[[ Task material, beginning ]]

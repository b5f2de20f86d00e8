//! Argument records for each opcode
//!
//! Fixed-size records are declared with `define_args!`, which generates the
//! struct, its packed encoding (fields in declaration order), and the list of
//! opcodes that use it.  Records with a variable number of entries encode a
//! `u16` count followed by that many fixed-size entries.
use super::{Address, ByteReader, ByteWriter, OpType, Packed};

/// Argument record for one or more opcodes
pub trait OpArgs: Sized {
    /// Opcodes whose arguments are encoded with this record
    const OP_TYPES: &'static [OpType];
    /// Appends the packed record
    fn write(&self, w: &mut ByteWriter);
    /// Reads a packed record
    fn read(r: &mut ByteReader) -> Self;
}

macro_rules! define_args {
    (
        $(#[$meta:meta])*
        $name:ident [$($op:ident),+ $(,)?] {
            $($field:ident: $ty:ty),* $(,)?
        }
    ) => {
        $(#[$meta])*
        #[derive(Copy, Clone, Debug, PartialEq)]
        #[allow(missing_docs)]
        pub struct $name {
            $(pub $field: $ty),*
        }
        impl OpArgs for $name {
            const OP_TYPES: &'static [OpType] = &[$(OpType::$op),+];
            #[allow(unused_variables)]
            fn write(&self, w: &mut ByteWriter) {
                $(w.put(&self.$field);)*
            }
            #[allow(unused_variables)]
            fn read(r: &mut ByteReader) -> Self {
                Self { $($field: r.get()),* }
            }
        }
    };
}

/// Writes a `u16` count followed by the entries
///
/// # Panics
/// If there are more than `u16::MAX` entries
fn write_list<T: Packed>(w: &mut ByteWriter, items: &[T]) {
    assert!(
        items.len() <= u16::MAX as usize,
        "too many entries in record"
    );
    w.put(&(items.len() as u16));
    items.iter().for_each(|i| w.put(i));
}

fn read_list<T: Packed>(r: &mut ByteReader) -> Vec<T> {
    let n = r.get::<u16>();
    (0..n).map(|_| r.get()).collect()
}

define_args!(
    /// The reserved null instruction
    NoneArgs[None] {}
);

define_args!(
    /// Inline boolean constant
    BoolConstantArgs[BoConstant] { value: bool }
);

define_args!(
    /// Inline integer constant
    IntConstantArgs[NuConstant] { value: i32 }
);

define_args!(
    /// Inline scalar constant
    ScalarConstantArgs[ScConstant] { value: f32 }
);

define_args!(
    /// Inline color constant
    ColorConstantArgs[CoConstant] { value: [f32; 4] }
);

define_args!(
    /// Constant stored in one of the program's tables
    ///
    /// For images and meshes, `value` indexes the image / mesh range table,
    /// which in turn refers to the (possibly streamed) resource data.
    ResourceConstantArgs[
        StConstant,
        MaConstant,
        PrConstant,
        ImConstant,
        MeConstant,
        LaConstant,
        EdConstant,
    ] {
        value: u32
    }
);

define_args!(
    /// Index into the program's parameter table
    ParameterArgs[
        BoParameter,
        NuParameter,
        ScParameter,
        CoParameter,
        StParameter,
        MaParameter,
        PrParameter,
        ImParameter,
        MeParameter,
    ] {
        variable: u32
    }
);

define_args!(
    ConditionalArgs[
        BoConditional,
        NuConditional,
        ScConditional,
        CoConditional,
        StConditional,
        MaConditional,
        PrConditional,
        ImConditional,
        MeConditional,
        LaConditional,
        InConditional,
        EdConditional,
    ] {
        condition: Address,
        yes: Address,
        no: Address,
    }
);

define_args!(
    BoolBinaryArgs[BoAnd, BoOr] { a: Address, b: Address }
);

define_args!(
    BoolNotArgs[BoNot] { source: Address }
);

define_args!(
    EqualIntConstArgs[BoEqualIntConst] { value: Address, constant: i32 }
);

define_args!(
    /// `op` is an [`ArithmeticOp`](crate::data::ArithmeticOp) discriminant
    ArithmeticArgs[NuArithmetic, ScArithmetic, CoArithmetic] {
        op: u8,
        a: Address,
        b: Address,
    }
);

define_args!(
    CurveArgs[ScCurve] { time: Address, curve: u32 }
);

define_args!(
    ColorFromScalarsArgs[CoFromScalars] { channels: [Address; 4] }
);

define_args!(
    ColorSampleImageArgs[CoSampleImage] {
        image: Address,
        x: Address,
        y: Address,
    }
);

define_args!(
    ImageMipmapArgs[ImMipmap] {
        source: Address,
        levels: u8,
        only_tail: bool,
    }
);

define_args!(
    /// `format` is an [`ImageFormat`](crate::data::ImageFormat) discriminant
    ImagePixelFormatArgs[ImPixelFormat] { source: Address, format: u8 }
);

define_args!(
    ImageResizeArgs[ImResize] { source: Address, size: [u16; 2] }
);

define_args!(
    ImageResizeLikeArgs[ImResizeLike] {
        source: Address,
        size_source: Address,
    }
);

define_args!(
    /// `blend` is a [`BlendType`](crate::data::BlendType) discriminant
    ImageLayerArgs[ImLayer] {
        base: Address,
        blended: Address,
        mask: Address,
        blend: u8,
    }
);

define_args!(
    ImageLayerColorArgs[ImLayerColor] {
        base: Address,
        color: Address,
        mask: Address,
        blend: u8,
    }
);

define_args!(
    ImagePlainColorArgs[ImPlainColor] {
        color: Address,
        size: [u16; 2],
        format: u8,
        lods: u8,
    }
);

define_args!(
    ImageComposeArgs[ImCompose] {
        layout: Address,
        base: Address,
        block_image: Address,
        block_id: u32,
    }
);

define_args!(
    ImageSwizzleArgs[ImSwizzle] {
        format: u8,
        sources: [Address; 4],
        channels: [u8; 4],
    }
);

define_args!(
    ImageDisplaceArgs[ImDisplace] {
        source: Address,
        displacement_map: Address,
    }
);

define_args!(
    ImageCropArgs[ImCrop] {
        source: Address,
        min: [u16; 2],
        size: [u16; 2],
    }
);

define_args!(
    MeshMorphArgs[MeMorph] {
        base: Address,
        target: Address,
        factor: Address,
    }
);

define_args!(
    MeshMergeArgs[MeMerge] {
        base: Address,
        added: Address,
        new_surface_id: u32,
    }
);

define_args!(
    MeshMaskClipArgs[MeMaskClip] { source: Address, clip: Address }
);

define_args!(
    MeshClipShapeArgs[MeClipShape] { source: Address, shape: u32 }
);

define_args!(
    /// `flags` is a [`MeshContentFlags`](crate::data::MeshContentFlags)
    /// bitmask
    MeshFormatArgs[MeFormat] {
        source: Address,
        format_source: Address,
        flags: u8,
    }
);

define_args!(
    MeshTransformArgs[MeTransform] { source: Address, matrix: Address }
);

define_args!(
    MeshApplyLayoutArgs[MeApplyLayout] {
        mesh: Address,
        layout: Address,
        channel: u16,
    }
);

define_args!(
    MeshApplyPoseArgs[MeApplyPose] { base: Address, pose: Address }
);

define_args!(
    MeshSetSkeletonArgs[MeSetSkeleton] {
        source: Address,
        skeleton: Address,
    }
);

define_args!(
    MeshProjectArgs[MeProject] { mesh: Address, projector: Address }
);

define_args!(
    LayoutPackArgs[LaPack] { source: Address }
);

define_args!(
    LayoutMergeArgs[LaMerge] { base: Address, added: Address }
);

define_args!(
    LayoutFromMeshArgs[LaFromMesh] { mesh: Address, layout_index: u8 }
);

define_args!(
    LayoutRemoveBlocksArgs[LaRemoveBlocks] {
        source: Address,
        reference_mesh: Address,
        layout_index: u8,
    }
);

define_args!(
    /// `name` indexes the string table
    InstanceAddArgs[
        InAddComponent,
        InAddSurface,
        InAddMesh,
        InAddImage,
        InAddVector,
        InAddScalar,
        InAddString,
        InAddExtensionData,
    ] {
        instance: Address,
        value: Address,
        id: u32,
        external_id: u32,
        name: u32,
    }
);

////////////////////////////////////////////////////////////////////////////////
// Variable-length records

/// One case of a [`SwitchArgs`] record
#[derive(Copy, Clone, Debug, PartialEq)]
#[allow(missing_docs)]
pub struct SwitchCaseArgs {
    pub condition: i32,
    pub branch: Address,
}

impl Packed for SwitchCaseArgs {
    const SIZE: usize = i32::SIZE + Address::SIZE;
    fn write(&self, w: &mut ByteWriter) {
        w.put(&self.condition);
        w.put(&self.branch);
    }
    fn read(r: &mut ByteReader) -> Self {
        Self {
            condition: r.get(),
            branch: r.get(),
        }
    }
}

/// Switch on an integer variable
#[derive(Clone, Debug, PartialEq)]
#[allow(missing_docs)]
pub struct SwitchArgs {
    pub variable: Address,
    pub default: Address,
    pub cases: Vec<SwitchCaseArgs>,
}

impl OpArgs for SwitchArgs {
    const OP_TYPES: &'static [OpType] = &[
        OpType::BoSwitch,
        OpType::NuSwitch,
        OpType::ScSwitch,
        OpType::CoSwitch,
        OpType::StSwitch,
        OpType::MaSwitch,
        OpType::PrSwitch,
        OpType::ImSwitch,
        OpType::MeSwitch,
        OpType::LaSwitch,
        OpType::InSwitch,
        OpType::EdSwitch,
    ];
    fn write(&self, w: &mut ByteWriter) {
        w.put(&self.variable);
        w.put(&self.default);
        write_list(w, &self.cases);
    }
    fn read(r: &mut ByteReader) -> Self {
        Self {
            variable: r.get(),
            default: r.get(),
            cases: read_list(r),
        }
    }
}

/// Blend between a list of images
#[derive(Clone, Debug, PartialEq)]
#[allow(missing_docs)]
pub struct ImageInterpolateArgs {
    pub factor: Address,
    pub targets: Vec<Address>,
}

impl OpArgs for ImageInterpolateArgs {
    const OP_TYPES: &'static [OpType] = &[OpType::ImInterpolate];
    fn write(&self, w: &mut ByteWriter) {
        w.put(&self.factor);
        write_list(w, &self.targets);
    }
    fn read(r: &mut ByteReader) -> Self {
        Self {
            factor: r.get(),
            targets: read_list(r),
        }
    }
}

/// One conditional removal of a [`MeshRemoveMaskArgs`] record
#[derive(Copy, Clone, Debug, PartialEq)]
#[allow(missing_docs)]
pub struct MaskRemovalArgs {
    pub condition: Address,
    pub mask: Address,
}

impl Packed for MaskRemovalArgs {
    const SIZE: usize = Address::SIZE * 2;
    fn write(&self, w: &mut ByteWriter) {
        w.put(&self.condition);
        w.put(&self.mask);
    }
    fn read(r: &mut ByteReader) -> Self {
        Self {
            condition: r.get(),
            mask: r.get(),
        }
    }
}

/// Remove the vertices of several masks, each behind a condition
#[derive(Clone, Debug, PartialEq)]
#[allow(missing_docs)]
pub struct MeshRemoveMaskArgs {
    pub source: Address,
    pub removes: Vec<MaskRemovalArgs>,
}

impl OpArgs for MeshRemoveMaskArgs {
    const OP_TYPES: &'static [OpType] = &[OpType::MeRemoveMask];
    fn write(&self, w: &mut ByteWriter) {
        w.put(&self.source);
        write_list(w, &self.removes);
    }
    fn read(r: &mut ByteReader) -> Self {
        Self {
            source: r.get(),
            removes: read_list(r),
        }
    }
}

/// Keep only the given layout blocks
#[derive(Clone, Debug, PartialEq)]
#[allow(missing_docs)]
pub struct MeshExtractLayoutBlocksArgs {
    pub source: Address,
    pub layout: u16,
    pub blocks: Vec<u32>,
}

impl OpArgs for MeshExtractLayoutBlocksArgs {
    const OP_TYPES: &'static [OpType] = &[OpType::MeExtractLayoutBlocks];
    fn write(&self, w: &mut ByteWriter) {
        w.put(&self.source);
        w.put(&self.layout);
        write_list(w, &self.blocks);
    }
    fn read(r: &mut ByteReader) -> Self {
        Self {
            source: r.get(),
            layout: r.get(),
            blocks: read_list(r),
        }
    }
}

/// Add tags to a mesh; tags index the string table
#[derive(Clone, Debug, PartialEq)]
#[allow(missing_docs)]
pub struct MeshAddTagsArgs {
    pub source: Address,
    pub tags: Vec<u32>,
}

impl OpArgs for MeshAddTagsArgs {
    const OP_TYPES: &'static [OpType] = &[OpType::MeAddTags];
    fn write(&self, w: &mut ByteWriter) {
        w.put(&self.source);
        write_list(w, &self.tags);
    }
    fn read(r: &mut ByteReader) -> Self {
        Self {
            source: r.get(),
            tags: read_list(r),
        }
    }
}

/// Build an instance from its levels of detail
#[derive(Clone, Debug, PartialEq)]
#[allow(missing_docs)]
pub struct InstanceAddLodArgs {
    pub lods: Vec<Address>,
}

impl OpArgs for InstanceAddLodArgs {
    const OP_TYPES: &'static [OpType] = &[OpType::InAddLod];
    fn write(&self, w: &mut ByteWriter) {
        write_list(w, &self.lods);
    }
    fn read(r: &mut ByteReader) -> Self {
        Self {
            lods: read_list(r),
        }
    }
}

#[cfg(test)]
mod test {
    use super::*;

    fn roundtrip<T: OpArgs + PartialEq + std::fmt::Debug>(args: T) -> usize {
        let mut buf = vec![];
        args.write(&mut ByteWriter::new(&mut buf));
        let mut r = ByteReader::new(&buf, 0);
        assert_eq!(T::read(&mut r), args);
        assert_eq!(r.pos(), buf.len());
        buf.len()
    }

    #[test]
    fn fixed_size_records() {
        let size = roundtrip(ConditionalArgs {
            condition: Address(1),
            yes: Address(2),
            no: Address::NULL,
        });
        assert_eq!(size, 12);
        assert_eq!(roundtrip(NoneArgs {}), 0);
        assert_eq!(
            roundtrip(ImageMipmapArgs {
                source: Address(3),
                levels: 4,
                only_tail: true
            }),
            6
        );
    }

    #[test]
    fn variable_size_records() {
        let size = roundtrip(SwitchArgs {
            variable: Address(1),
            default: Address(2),
            cases: vec![
                SwitchCaseArgs {
                    condition: -3,
                    branch: Address(4),
                },
                SwitchCaseArgs {
                    condition: 7,
                    branch: Address(5),
                },
            ],
        });
        assert_eq!(size, 4 + 4 + 2 + 2 * SwitchCaseArgs::SIZE);
        assert_eq!(roundtrip(InstanceAddLodArgs { lods: vec![] }), 2);
    }

    #[test]
    fn op_types_are_disjoint() {
        use std::collections::HashSet;
        let lists: &[&[OpType]] = &[
            ConditionalArgs::OP_TYPES,
            SwitchArgs::OP_TYPES,
            ParameterArgs::OP_TYPES,
            ResourceConstantArgs::OP_TYPES,
            InstanceAddArgs::OP_TYPES,
            ArithmeticArgs::OP_TYPES,
        ];
        let mut seen = HashSet::new();
        for op in lists.iter().flat_map(|l| l.iter()) {
            assert!(seen.insert(*op), "{op:?} is used by two records");
        }
    }
}
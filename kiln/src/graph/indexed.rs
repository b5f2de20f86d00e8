//! Container types with strongly-typed indexes.

/// Conversion between a strongly-typed index and a raw `usize`
pub(crate) trait Index {
    fn new(i: usize) -> Self;
    fn get(&self) -> usize;
}

/// A `Vec<V>` with strongly-typed indexes, used to improve the type-safety
/// of data storage.
///
/// The `Index` type should be a wrapper around a `usize` and be convertible
/// in both directions; it is typically passed around using `Copy`.  A suitable
/// index type can be constructed with [define_index].
#[derive(Clone, Debug)]
pub(crate) struct IndexVec<V, I> {
    data: Vec<V>,
    _phantom: std::marker::PhantomData<fn(I)>,
}

impl<V, I> Default for IndexVec<V, I> {
    fn default() -> Self {
        Self {
            data: vec![],
            _phantom: std::marker::PhantomData,
        }
    }
}

impl<V, I: Index> IndexVec<V, I> {
    pub fn len(&self) -> usize {
        self.data.len()
    }
    /// Appends a value, returning its index
    pub fn push(&mut self, v: V) -> I {
        let i = I::new(self.data.len());
        self.data.push(v);
        i
    }
    pub fn get(&self, i: I) -> Option<&V> {
        self.data.get(i.get())
    }
    pub fn get_mut(&mut self, i: I) -> Option<&mut V> {
        self.data.get_mut(i.get())
    }
    pub fn iter(&self) -> impl Iterator<Item = (I, &V)> {
        self.data.iter().enumerate().map(|(i, v)| (I::new(i), v))
    }
}

impl<V, I> std::ops::Index<I> for IndexVec<V, I>
where
    I: Index,
{
    type Output = V;
    fn index(&self, i: I) -> &V {
        &self.data[i.get()]
    }
}

impl<V, I> std::ops::IndexMut<I> for IndexVec<V, I>
where
    I: Index,
{
    fn index_mut(&mut self, i: I) -> &mut V {
        &mut self.data[i.get()]
    }
}

////////////////////////////////////////////////////////////////////////////////

/// Defines an index type suitable for use in an [`IndexVec`].
macro_rules! define_index {
    ($name:ident, $doc:literal) => {
        #[doc = $doc]
        #[derive(
            Copy, Clone, Default, Debug, Eq, PartialEq, Hash, Ord, PartialOrd,
        )]
        pub struct $name(usize);
        impl crate::graph::indexed::Index for $name {
            fn new(i: usize) -> Self {
                Self(i)
            }
            fn get(&self) -> usize {
                self.0
            }
        }
        impl $name {
            /// Returns the raw index
            pub fn get(&self) -> usize {
                self.0
            }
        }
    };
}
pub(crate) use define_index;
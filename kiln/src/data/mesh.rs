use super::{PhysicsBody, Skeleton};
use nalgebra::Matrix4;
use serde::{Deserialize, Serialize};
use std::sync::Arc;

/// Set of content slices present in (or requested from) a [`Mesh`]
///
/// Slices are ordered by flag value; rom content indices rely on this order.
#[derive(
    Copy, Clone, Debug, Default, Hash, Eq, PartialEq, Serialize, Deserialize,
)]
pub struct MeshContentFlags(u8);

impl MeshContentFlags {
    /// No content
    pub const NONE: Self = Self(0);
    /// Vertices, indices and surfaces
    pub const GEOMETRY: Self = Self(1 << 0);
    /// Bone poses
    pub const POSE: Self = Self(1 << 1);
    /// Physics bone bindings
    pub const PHYSICS: Self = Self(1 << 2);
    /// Tags and other descriptive data
    pub const METADATA: Self = Self(1 << 3);
    /// Every slice
    pub const ALL: Self = Self(0b1111);

    /// Individual slices, in rom order
    pub const SLICES: [Self; 4] =
        [Self::GEOMETRY, Self::POSE, Self::PHYSICS, Self::METADATA];

    /// Returns the raw bits
    pub fn bits(self) -> u8 {
        self.0
    }
    /// Checks whether every flag in `other` is set
    pub fn contains(self, other: Self) -> bool {
        self.0 & other.0 == other.0
    }
    /// Checks whether any flag in `other` is set
    pub fn intersects(self, other: Self) -> bool {
        self.0 & other.0 != 0
    }
    /// Number of slices present
    pub fn count(self) -> usize {
        self.0.count_ones() as usize
    }
    /// Checks whether no flags are set
    pub fn is_empty(self) -> bool {
        self.0 == 0
    }
}

impl std::ops::BitOr for MeshContentFlags {
    type Output = Self;
    fn bitor(self, rhs: Self) -> Self {
        Self(self.0 | rhs.0)
    }
}

impl std::ops::BitOrAssign for MeshContentFlags {
    fn bitor_assign(&mut self, rhs: Self) {
        self.0 |= rhs.0;
    }
}

impl std::ops::BitAnd for MeshContentFlags {
    type Output = Self;
    fn bitand(self, rhs: Self) -> Self {
        Self(self.0 & rhs.0)
    }
}

/// Vertex and index data
#[derive(Clone, Debug, Default, PartialEq, Serialize, Deserialize)]
pub struct MeshGeometry {
    /// Vertex positions
    pub vertices: Vec<[f32; 3]>,
    /// Triangle indices
    pub indices: Vec<u32>,
    /// Surface id of each triangle
    pub surface_ids: Vec<u32>,
}

impl MeshGeometry {
    /// Checks whether the geometry is empty
    pub fn is_empty(&self) -> bool {
        self.vertices.is_empty()
            && self.indices.is_empty()
            && self.surface_ids.is_empty()
    }

    fn data_size(&self) -> usize {
        self.vertices.len() * std::mem::size_of::<[f32; 3]>()
            + self.indices.len() * std::mem::size_of::<u32>()
            + self.surface_ids.len() * std::mem::size_of::<u32>()
    }
}

/// Transform of a single bone
#[derive(Clone, Debug, PartialEq, Serialize, Deserialize)]
pub struct BonePose {
    /// Bone name
    pub bone: String,
    /// Bone transform
    pub transform: Matrix4<f32>,
}

/// Mesh constant, split into independently streamable content slices
///
/// The skeleton and physics body are shared references: when a mesh is
/// linked they are moved into the program's constant tables and restored by
/// index when the mesh is loaded.
#[derive(Clone, Debug, Default, PartialEq, Serialize, Deserialize)]
pub struct Mesh {
    /// Geometry slice
    pub geometry: MeshGeometry,
    /// Pose slice
    pub poses: Vec<BonePose>,
    /// Physics slice: skeleton bones driven by the physics body
    pub physics_bones: Vec<u16>,
    /// Metadata slice
    pub tags: Vec<String>,
    /// Shared skeleton
    pub skeleton: Option<Arc<Skeleton>>,
    /// Shared physics body
    pub physics_body: Option<Arc<PhysicsBody>>,
}

impl Mesh {
    /// Returns the set of content slices that are not empty
    pub fn content_flags(&self) -> MeshContentFlags {
        let mut out = MeshContentFlags::NONE;
        if !self.geometry.is_empty() {
            out |= MeshContentFlags::GEOMETRY;
        }
        if !self.poses.is_empty() {
            out |= MeshContentFlags::POSE;
        }
        if !self.physics_bones.is_empty() {
            out |= MeshContentFlags::PHYSICS;
        }
        if !self.tags.is_empty() {
            out |= MeshContentFlags::METADATA;
        }
        out
    }

    /// Copies the requested slices into a new mesh, without shared references
    pub fn extract_content(&self, flags: MeshContentFlags) -> Mesh {
        let mut out = Mesh::default();
        if flags.contains(MeshContentFlags::GEOMETRY) {
            out.geometry = self.geometry.clone();
        }
        if flags.contains(MeshContentFlags::POSE) {
            out.poses = self.poses.clone();
        }
        if flags.contains(MeshContentFlags::PHYSICS) {
            out.physics_bones = self.physics_bones.clone();
        }
        if flags.contains(MeshContentFlags::METADATA) {
            out.tags = self.tags.clone();
        }
        out
    }

    /// Copies every non-empty slice of `other` into `self`
    pub fn merge_content(&mut self, other: &Mesh) {
        let flags = other.content_flags();
        if flags.contains(MeshContentFlags::GEOMETRY) {
            self.geometry = other.geometry.clone();
        }
        if flags.contains(MeshContentFlags::POSE) {
            self.poses = other.poses.clone();
        }
        if flags.contains(MeshContentFlags::PHYSICS) {
            self.physics_bones = other.physics_bones.clone();
        }
        if flags.contains(MeshContentFlags::METADATA) {
            self.tags = other.tags.clone();
        }
    }

    /// Approximate in-memory size of the requested slices, in bytes
    pub fn content_size(&self, flags: MeshContentFlags) -> usize {
        let mut out = 0;
        if flags.contains(MeshContentFlags::GEOMETRY) {
            out += self.geometry.data_size();
        }
        if flags.contains(MeshContentFlags::POSE) {
            out += self
                .poses
                .iter()
                .map(|p| p.bone.len() + std::mem::size_of::<Matrix4<f32>>())
                .sum::<usize>();
        }
        if flags.contains(MeshContentFlags::PHYSICS) {
            out += self.physics_bones.len() * std::mem::size_of::<u16>();
        }
        if flags.contains(MeshContentFlags::METADATA) {
            out += self.tags.iter().map(|t| t.len()).sum::<usize>();
        }
        out
    }
}

#[cfg(test)]
mod test {
    use super::*;

    fn test_mesh() -> Mesh {
        Mesh {
            geometry: MeshGeometry {
                vertices: vec![[0.0; 3], [1.0, 0.0, 0.0], [0.0, 1.0, 0.0]],
                indices: vec![0, 1, 2],
                surface_ids: vec![0],
            },
            tags: vec!["Wheel".to_owned()],
            ..Default::default()
        }
    }

    #[test]
    fn content_flags() {
        let m = test_mesh();
        let f = m.content_flags();
        assert!(f.contains(MeshContentFlags::GEOMETRY));
        assert!(f.contains(MeshContentFlags::METADATA));
        assert!(!f.intersects(MeshContentFlags::POSE));
        assert_eq!(f.count(), 2);
    }

    #[test]
    fn extract_merge() {
        let m = test_mesh();
        let geom = m.extract_content(MeshContentFlags::GEOMETRY);
        let meta = m.extract_content(MeshContentFlags::METADATA);
        assert!(geom.tags.is_empty());
        assert!(meta.geometry.is_empty());

        let mut out = Mesh::default();
        out.merge_content(&geom);
        out.merge_content(&meta);
        assert_eq!(out, m);
    }
}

[[ Task material, end ]]

■ Task to carry out
Keeping every character as it is, restate the lines above that run from the line with "self.0 & other.0 != 0" through the line with "impl std::ops::BitOrAssign for", both included, and nothing else.

■ Completed task
        self.0 & other.0 != 0
    }
    /// Number of slices present
    pub fn count(self) -> usize {
        self.0.count_ones() as usize
    }
    /// Checks whether no flags are set
    pub fn is_empty(self) -> bool {
        self.0 == 0
    }
}

impl std::ops::BitOr for MeshContentFlags {
    type Output = Self;
    fn bitor(self, rhs: Self) -> Self {
        Self(self.0 | rhs.0)
    }
}

impl std::ops::BitOrAssign for MeshContentFlags {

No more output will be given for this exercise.